How should one choose between DSPs, media processors, ASICs and FPGAs? Kisacanin [58] proposed

a practical way to help processor selection based on intended production volume, cost and development

flexibility. He argued that ASICs may be suitable for high volume of over 1 000 000units, DSPs or media

processors for medium volumes between 10 000 and 100 000 units, while for low volumes of under 10

000, FPGAs can be a good viable candidate.

5.1.4 Algorithms Development and Conversion Algorithm development for embedded systems is quite different from that for PC-based platforms.

Basically it can be a lot more demanding and challenging, especially if FPGA or ASIC processors are

targeted. Usually when designing applications for ASIC or FPGA, one has to understand chip architecture

so that algorithms can be executed efficiently and effectively. Nowadays behavior synthesizers or

algorithmic synthesizers do exist to help designers to forget about the device architecture and focus on

functionality, but they come at the cost of efficiency in terms of chip area or gate counts and power

consumption. Therefore, it is always important to gain an intimate knowledge of the device architecture

of whichever of the ASIC, FPGA or DSP is targeted. This intimate knowledge can also help design

parallel processing and pipelining processing, which can be a very important and effective video

processing technique. Converting floating-point arithmetics to fixed-point and eliminating divisions as

much as possible (by using hardware multipliers and look-up tables, for example) are other design

considerations for algorithm conversion.

5.1.5 Other Factors Memory System - Smart cameras need flexible memory models to meet requirements such as scalable

frame buffers to cope with increasing image sensor resolutions. As the smart camera may integrate

different types of processors, the memory system should support potentially complex processing pipeline

and parallelism in order to meet the application’s real-time requirements. For single chip smart cameras,

care needs to be taken at design stage to conserve memory [54].

Communication Protocols - There are currently too many data output protocols for cameras, such as

Firewire, CameraLink, GigE, USB. Firewire is maturing but CameraLink remains the bandwidth leader

and very popular with the machine vision users. Unfortunately, the variety of digital interfaces increases

the confusion in the market and put pressure on the camera vendors to support multiple versions of

cameras with different interfaces.

5.1.6 Smart Camera Development Platforms

There have been a number of commercially available programmable smart camera platforms for

developers to design and prototype smart cameras for applications such as machine vision, biometrics,

HCI and surveillance. Philips has introduced the INCA (INtelligent CAmera) series of programmable

cameras [61] which integrate CMOS image sensors of various resolutions and a highly flexible duel-core

processing unit which includes a Xetal processor for computation intensive signal processing such as

feature extraction, together with a high performance TriMedia DSP core for math-intensive processing

tasks such as pattern recognition. The camera comes with an application development kit allowing for fast

prototyping. One application has been designed for face recognition [62], in which the Xetal is used for

face detection and TriMedia for face recognition.
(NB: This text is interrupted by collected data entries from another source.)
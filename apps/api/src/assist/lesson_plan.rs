//! Lesson-plan metadata and uploaded-document text extraction.

use std::fmt::Write;

use serde::{Deserialize, Deserializer, Serialize};
use tracing::info;

use crate::assist::AssistError;

/// Metadata pulled from a lesson plan. Every field is optional; absent fields stay empty.
#[derive(Debug, Clone, Default, PartialEq, Serialize, Deserialize)]
#[serde(default)]
pub struct LessonPlanInfo {
    pub teacher_name: Option<String>,
    pub lesson_date: Option<String>,
    pub subject_area: Option<String>,
    #[serde(deserialize_with = "null_as_default")]
    pub grade_levels: Vec<String>,
    pub school_name: Option<String>,
    pub lesson_topic: Option<String>,
    pub class_period: Option<String>,
    pub duration: Option<String>,
    pub total_students: Option<u32>,
    #[serde(deserialize_with = "null_as_default")]
    pub standards_referenced: Vec<String>,
    #[serde(deserialize_with = "null_as_default")]
    pub learning_objectives: Vec<String>,
    #[serde(deserialize_with = "null_as_default")]
    pub materials: Vec<String>,
    #[serde(deserialize_with = "null_as_default")]
    pub assessment_methods: Vec<String>,
    pub lesson_structure: Option<String>,
    pub notes: Option<String>,
    /// 0.0 – 1.0
    #[serde(deserialize_with = "null_as_default")]
    pub confidence_score: f32,
}

/// The extraction prompt asks the model for `null` on anything the document does not state.
fn null_as_default<'de, D, T>(deserializer: D) -> Result<T, D::Error>
where
    D: Deserializer<'de>,
    T: Default + Deserialize<'de>,
{
    Ok(Option::<T>::deserialize(deserializer)?.unwrap_or_default())
}

impl LessonPlanInfo {
    /// Trims strings, drops blanks, and clamps the confidence score.
    pub fn normalized(mut self) -> Self {
        for field in [
            &mut self.teacher_name,
            &mut self.lesson_date,
            &mut self.subject_area,
            &mut self.school_name,
            &mut self.lesson_topic,
            &mut self.class_period,
            &mut self.duration,
            &mut self.lesson_structure,
            &mut self.notes,
        ] {
            *field = field
                .take()
                .map(|s| s.trim().to_string())
                .filter(|s| !s.is_empty());
        }
        for list in [
            &mut self.grade_levels,
            &mut self.standards_referenced,
            &mut self.learning_objectives,
            &mut self.materials,
            &mut self.assessment_methods,
        ] {
            list.retain(|s| !s.trim().is_empty());
            for s in list.iter_mut() {
                *s = s.trim().to_string();
            }
        }
        self.confidence_score = if self.confidence_score.is_finite() {
            self.confidence_score.clamp(0.0, 1.0)
        } else {
            0.0
        };
        self
    }

    /// Plain-text block describing the plan, for inclusion in drafting prompts.
    pub fn prompt_context(&self) -> String {
        let mut out = String::new();
        let scalars = [
            ("Topic", &self.lesson_topic),
            ("Subject", &self.subject_area),
            ("Date", &self.lesson_date),
            ("Period", &self.class_period),
            ("Duration", &self.duration),
            ("Structure", &self.lesson_structure),
            ("Notes", &self.notes),
        ];
        for (label, value) in scalars {
            if let Some(value) = value {
                let _ = writeln!(out, "{label}: {value}");
            }
        }
        if !self.grade_levels.is_empty() {
            let _ = writeln!(out, "Grades: {}", self.grade_levels.join(", "));
        }
        if let Some(n) = self.total_students {
            let _ = writeln!(out, "Students: {n}");
        }
        let lists = [
            ("Objectives", &self.learning_objectives),
            ("Standards", &self.standards_referenced),
            ("Materials", &self.materials),
            ("Assessment", &self.assessment_methods),
        ];
        for (label, values) in lists {
            if !values.is_empty() {
                let _ = writeln!(out, "{label}:");
                for v in values {
                    let _ = writeln!(out, "  - {v}");
                }
            }
        }
        if out.is_empty() {
            out.push_str("(no lesson plan details)\n");
        }
        out
    }
}

fn is_pdf(file_name: Option<&str>, content_type: Option<&str>, bytes: &[u8]) -> bool {
    content_type == Some("application/pdf")
        || file_name.is_some_and(|n| n.to_ascii_lowercase().ends_with(".pdf"))
        || bytes.starts_with(b"%PDF")
}

/// Converts an uploaded document to plain text. PDFs go through `pdf_extract` on the blocking
/// pool; everything else must be UTF-8 text.
pub async fn document_to_text(
    file_name: Option<&str>,
    content_type: Option<&str>,
    bytes: bytes::Bytes,
) -> Result<String, AssistError> {
    if bytes.is_empty() {
        return Err(AssistError::InvalidInput("uploaded file is empty".to_string()));
    }

    let text = if is_pdf(file_name, content_type, &bytes) {
        let size = bytes.len();
        let text = tokio::task::spawn_blocking(move || pdf_extract::extract_text_from_mem(&bytes))
            .await
            .map_err(|e| AssistError::Extraction(format!("PDF extraction task failed: {e}")))?
            .map_err(|e| AssistError::Extraction(format!("could not read PDF: {e}")))?;
        info!("Extracted {} chars from {} byte PDF", text.len(), size);
        text
    } else {
        String::from_utf8(bytes.to_vec()).map_err(|_| {
            AssistError::InvalidInput("uploaded file must be a PDF or UTF-8 text".to_string())
        })?
    };

    if text.trim().is_empty() {
        return Err(AssistError::Extraction(
            "no text could be extracted from the document".to_string(),
        ));
    }
    Ok(text)
}

#[cfg(test)]
mod tests {
    use super::*;
    use crate::llm_client::parse_json_text;

    #[test]
    fn test_partial_model_output_fills_defaults() {
        let info: LessonPlanInfo = parse_json_text(
            r#"{"lesson_topic": "  Fractions ", "teacher_name": "", "grade_levels": ["4", " "],
                "total_students": 22, "confidence_score": 1.7}"#,
        )
        .unwrap();
        let info = info.normalized();
        assert_eq!(info.lesson_topic.as_deref(), Some("Fractions"));
        assert!(info.teacher_name.is_none());
        assert_eq!(info.grade_levels, vec!["4".to_string()]);
        assert_eq!(info.total_students, Some(22));
        assert_eq!(info.confidence_score, 1.0);
        assert!(info.materials.is_empty());
    }

    #[test]
    fn test_null_fields_read_as_empty() {
        let info: LessonPlanInfo = parse_json_text(
            r#"{"lesson_topic":"Fractions","standards_referenced":null,"materials":null,"confidence_score":0.8}"#,
        )
        .unwrap();
        assert_eq!(info.lesson_topic.as_deref(), Some("Fractions"));
        assert!(info.standards_referenced.is_empty());
        assert!(info.materials.is_empty());
        assert_eq!(info.confidence_score, 0.8);

        let info: LessonPlanInfo = parse_json_text(
            r#"{"confidence_score": null, "grade_levels": null, "learning_objectives": null,
                "assessment_methods": null, "total_students": null, "teacher_name": null}"#,
        )
        .unwrap();
        assert_eq!(info, LessonPlanInfo::default());
    }

    #[test]
    fn test_prompt_context() {
        let info = LessonPlanInfo {
            lesson_topic: Some("Fractions".to_string()),
            learning_objectives: vec!["Compare unit fractions".to_string()],
            total_students: Some(18),
            ..LessonPlanInfo::default()
        };
        let ctx = info.prompt_context();
        assert!(ctx.contains("Topic: Fractions"));
        assert!(ctx.contains("  - Compare unit fractions"));
        assert!(ctx.contains("Students: 18"));
        assert_eq!(
            LessonPlanInfo::default().prompt_context(),
            "(no lesson plan details)\n"
        );
    }

    #[test]
    fn test_pdf_detection() {
        assert!(is_pdf(Some("Plan.PDF"), None, b""));
        assert!(is_pdf(None, Some("application/pdf"), b""));
        assert!(is_pdf(None, None, b"%PDF-1.7"));
        assert!(!is_pdf(Some("plan.txt"), Some("text/plain"), b"hello"));
    }

    #[tokio::test]
    async fn test_text_upload_passes_through() {
        let text = document_to_text(
            Some("plan.txt"),
            Some("text/plain"),
            bytes::Bytes::from_static(b"Objective: add fractions"),
        )
        .await
        .unwrap();
        assert_eq!(text, "Objective: add fractions");
    }

    #[tokio::test]
    async fn test_empty_and_binary_uploads_rejected() {
        let empty = document_to_text(None, None, bytes::Bytes::new()).await;
        assert!(matches!(empty, Err(AssistError::InvalidInput(_))));

        let binary =
            document_to_text(Some("x.bin"), None, bytes::Bytes::from_static(&[0xff, 0xfe, 0x00]))
                .await;
        assert!(matches!(binary, Err(AssistError::InvalidInput(_))));

        let blank = document_to_text(None, None, bytes::Bytes::from_static(b"   \n")).await;
        assert!(matches!(blank, Err(AssistError::Extraction(_))));
    }

    #[tokio::test]
    async fn test_garbage_pdf_is_extraction_error() {
        let result = document_to_text(
            Some("plan.pdf"),
            Some("application/pdf"),
            bytes::Bytes::from_static(b"%PDF-1.4 not really a pdf"),
        )
        .await;
        assert!(matches!(result, Err(AssistError::Extraction(_))));
    }
}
Sony has recently released a smart camera development

system XCI-SX1 that integrates an SXGA CCD image sensor (15 frames per second, 34fps at 640x480

resolution) and an AMD GeodeGX533 400Mhz processor running MontaVista Linux operating system

[63]. The camera platform is designed to provide OEMs, systems integrators and vision tool

manufacturers a rugged, robust component, combining the imager, intelligence and interface in a single

plug-in module that is simple to set up and easy to integrate. The IQeye3 IP camera from IQinvision Inc,

powered by a 250 MIPS PowerPC CPU, is a platform for smart IP network camera development [64].

Some signal processing tool development companies provide multi-processor development systems that

can serve as excellent development platforms for smart cameras. For example, Hunt Engineering [65]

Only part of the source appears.